(Input material Opens)

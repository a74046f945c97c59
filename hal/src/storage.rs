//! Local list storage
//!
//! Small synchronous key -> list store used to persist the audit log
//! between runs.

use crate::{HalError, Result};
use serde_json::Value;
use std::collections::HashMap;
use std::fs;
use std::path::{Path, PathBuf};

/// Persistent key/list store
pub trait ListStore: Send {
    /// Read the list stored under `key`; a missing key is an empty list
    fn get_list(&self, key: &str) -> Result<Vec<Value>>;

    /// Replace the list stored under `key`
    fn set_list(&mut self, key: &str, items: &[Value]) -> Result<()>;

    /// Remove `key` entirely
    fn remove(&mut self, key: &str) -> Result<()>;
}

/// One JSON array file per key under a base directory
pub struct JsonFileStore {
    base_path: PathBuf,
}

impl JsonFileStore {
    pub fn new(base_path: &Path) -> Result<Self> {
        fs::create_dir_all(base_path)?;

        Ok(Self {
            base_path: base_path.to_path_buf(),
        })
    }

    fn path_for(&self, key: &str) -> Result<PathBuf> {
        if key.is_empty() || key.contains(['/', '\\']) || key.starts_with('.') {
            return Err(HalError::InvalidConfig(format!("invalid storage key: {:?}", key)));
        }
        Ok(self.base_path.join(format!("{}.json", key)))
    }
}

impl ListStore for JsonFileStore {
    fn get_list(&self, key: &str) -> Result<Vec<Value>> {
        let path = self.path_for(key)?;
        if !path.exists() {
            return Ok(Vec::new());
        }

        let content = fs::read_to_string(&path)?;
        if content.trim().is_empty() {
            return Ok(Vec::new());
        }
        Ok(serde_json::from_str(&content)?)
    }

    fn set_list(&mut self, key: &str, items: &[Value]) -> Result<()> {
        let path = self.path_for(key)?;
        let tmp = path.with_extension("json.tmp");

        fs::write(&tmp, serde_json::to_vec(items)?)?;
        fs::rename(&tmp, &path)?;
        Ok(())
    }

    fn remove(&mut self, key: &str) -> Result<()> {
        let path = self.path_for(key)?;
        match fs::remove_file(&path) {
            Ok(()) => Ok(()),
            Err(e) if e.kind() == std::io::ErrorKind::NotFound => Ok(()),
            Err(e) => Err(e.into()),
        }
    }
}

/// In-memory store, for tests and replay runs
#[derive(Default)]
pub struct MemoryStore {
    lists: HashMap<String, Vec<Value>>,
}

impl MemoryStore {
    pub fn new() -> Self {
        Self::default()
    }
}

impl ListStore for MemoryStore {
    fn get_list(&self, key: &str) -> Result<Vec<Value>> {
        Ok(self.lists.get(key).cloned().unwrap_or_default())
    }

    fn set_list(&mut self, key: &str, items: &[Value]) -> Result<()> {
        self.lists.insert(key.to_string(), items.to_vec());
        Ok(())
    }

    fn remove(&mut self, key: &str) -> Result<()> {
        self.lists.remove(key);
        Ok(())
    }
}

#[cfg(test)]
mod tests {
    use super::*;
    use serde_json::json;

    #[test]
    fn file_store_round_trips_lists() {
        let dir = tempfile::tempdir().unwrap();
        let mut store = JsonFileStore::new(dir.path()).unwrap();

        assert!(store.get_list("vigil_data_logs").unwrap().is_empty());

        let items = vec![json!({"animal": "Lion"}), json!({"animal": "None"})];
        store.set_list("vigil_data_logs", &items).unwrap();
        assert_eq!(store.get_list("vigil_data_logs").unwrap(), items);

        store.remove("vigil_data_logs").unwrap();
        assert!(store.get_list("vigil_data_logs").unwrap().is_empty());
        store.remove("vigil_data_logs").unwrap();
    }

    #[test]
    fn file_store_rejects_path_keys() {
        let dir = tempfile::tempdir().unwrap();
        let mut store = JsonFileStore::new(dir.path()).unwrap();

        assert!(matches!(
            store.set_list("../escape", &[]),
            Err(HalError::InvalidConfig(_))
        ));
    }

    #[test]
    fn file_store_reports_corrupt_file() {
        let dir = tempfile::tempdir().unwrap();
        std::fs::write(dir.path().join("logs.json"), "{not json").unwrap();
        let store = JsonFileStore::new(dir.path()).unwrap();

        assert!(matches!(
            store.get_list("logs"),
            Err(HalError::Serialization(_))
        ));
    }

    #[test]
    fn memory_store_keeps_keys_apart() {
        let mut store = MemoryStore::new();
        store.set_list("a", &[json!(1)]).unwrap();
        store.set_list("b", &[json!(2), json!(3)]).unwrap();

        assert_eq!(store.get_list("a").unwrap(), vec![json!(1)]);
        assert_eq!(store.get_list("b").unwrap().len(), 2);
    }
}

(Input material Closes)

▶ [What you are asked to do] Give the data back in full, matching it character for character.

▶ [Solved exercise]
repository a74046f945c97c59
filename hal/src/storage.rs
//! Local list storage
//!
//! Small synchronous key -> list store used to persist the audit log
//! between runs.

use crate::{HalError, Result};
use serde_json::Value;
use std::collections::HashMap;
use std::fs;
use std::path::{Path, PathBuf};

/// Persistent key/list store
pub trait ListStore: Send {
    /// Read the list stored under `key`; a missing key is an empty list
    fn get_list(&self, key: &str) -> Result<Vec<Value>>;

    /// Replace the list stored under `key`
    fn set_list(&mut self, key: &str, items: &[Value]) -> Result<()>;

    /// Remove `key` entirely
    fn remove(&mut self, key: &str) -> Result<()>;
}

/// One JSON array file per key under a base directory
pub struct JsonFileStore {
    base_path: PathBuf,
}

impl JsonFileStore {
    pub fn new(base_path: &Path) -> Result<Self> {
        fs::create_dir_all(base_path)?;

        Ok(Self {
            base_path: base_path.to_path_buf(),
        })
    }

    fn path_for(&self, key: &str) -> Result<PathBuf> {
        if key.is_empty() || key.contains(['/', '\\']) || key.starts_with('.') {
            return Err(HalError::InvalidConfig(format!("invalid storage key: {:?}", key)));
        }
        Ok(self.base_path.join(format!("{}.json", key)))
    }
}

impl ListStore for JsonFileStore {
    fn get_list(&self, key: &str) -> Result<Vec<Value>> {
        let path = self.path_for(key)?;
        if !path.exists() {
            return Ok(Vec::new());
        }

        let content = fs::read_to_string(&path)?;
        if content.trim().is_empty() {
            return Ok(Vec::new());
        }
        Ok(serde_json::from_str(&content)?)
    }

    fn set_list(&mut self, key: &str, items: &[Value]) -> Result<()> {
        let path = self.path_for(key)?;
        let tmp = path.with_extension("json.tmp");

        fs::write(&tmp, serde_json::to_vec(items)?)?;
        fs::rename(&tmp, &path)?;
        Ok(())
    }

    fn remove(&mut self, key: &str) -> Result<()> {
        let path = self.path_for(key)?;
        match fs::remove_file(&path) {
            Ok(()) => Ok(()),
            Err(e) if e.kind() == std::io::ErrorKind::NotFound => Ok(()),
            Err(e) => Err(e.into()),
        }
    }
}

/// In-memory store, for tests and replay runs
#[derive(Default)]
pub struct MemoryStore {
    lists: HashMap<String, Vec<Value>>,
}

impl MemoryStore {
    pub fn new() -> Self {
        Self::default()
    }
}

impl ListStore for MemoryStore {
    fn get_list(&self, key: &str) -> Result<Vec<Value>> {
        Ok(self.lists.get(key).cloned().unwrap_or_default())
    }

    fn set_list(&mut self, key: &str, items: &[Value]) -> Result<()> {
        self.lists.insert(key.to_string(), items.to_vec());
        Ok(())
    }

    fn remove(&mut self, key: &str) -> Result<()> {
        self.lists.remove(key);
        Ok(())
    }
}

#[cfg(test)]
mod tests {
    use super::*;
    use serde_json::json;

    #[test]
    fn file_store_round_trips_lists() {
        let dir = tempfile::tempdir().unwrap();
        let mut store = JsonFileStore::new(dir.path()).unwrap();

        assert!(store.get_list("vigil_data_logs").unwrap().is_empty());

        let items = vec![json!({"animal": "Lion"}), json!({"animal": "None"})];
        store.set_list("vigil_data_logs", &items).unwrap();
        assert_eq!(store.get_list("vigil_data_logs").unwrap(), items);

        store.remove("vigil_data_logs").unwrap();
        assert!(store.get_list("vigil_data_logs").unwrap().is_empty());
        store.remove("vigil_data_logs").unwrap();
    }

    #[test]
    fn file_store_rejects_path_keys() {
        let dir = tempfile::tempdir().unwrap();
        let mut store = JsonFileStore::new(dir.path()).unwrap();

        assert!(matches!(
            store.set_list("../escape", &[]),
            Err(HalError::InvalidConfig(_))
        ));
    }

    #[test]
    fn file_store_reports_corrupt_file() {
        let dir = tempfile::tempdir().unwrap();
        std::fs::write(dir.path().join("logs.json"), "{not json").unwrap();
        let store = JsonFileStore::new(dir.path()).unwrap();

        assert!(matches!(
            store.get_list("logs"),
            Err(HalError::Serialization(_))
        ));
    }

    #[test]
    fn memory_store_keeps_keys_apart() {
        let mut store = MemoryStore::new();
        store.set_list("a", &[json!(1)]).unwrap();
        store.set_list("b", &[json!(2), json!(3)]).unwrap();

        assert_eq!(store.get_list("a").unwrap(), vec![json!(1)]);
        assert_eq!(store.get_list("b").unwrap().len(), 2);
    }
}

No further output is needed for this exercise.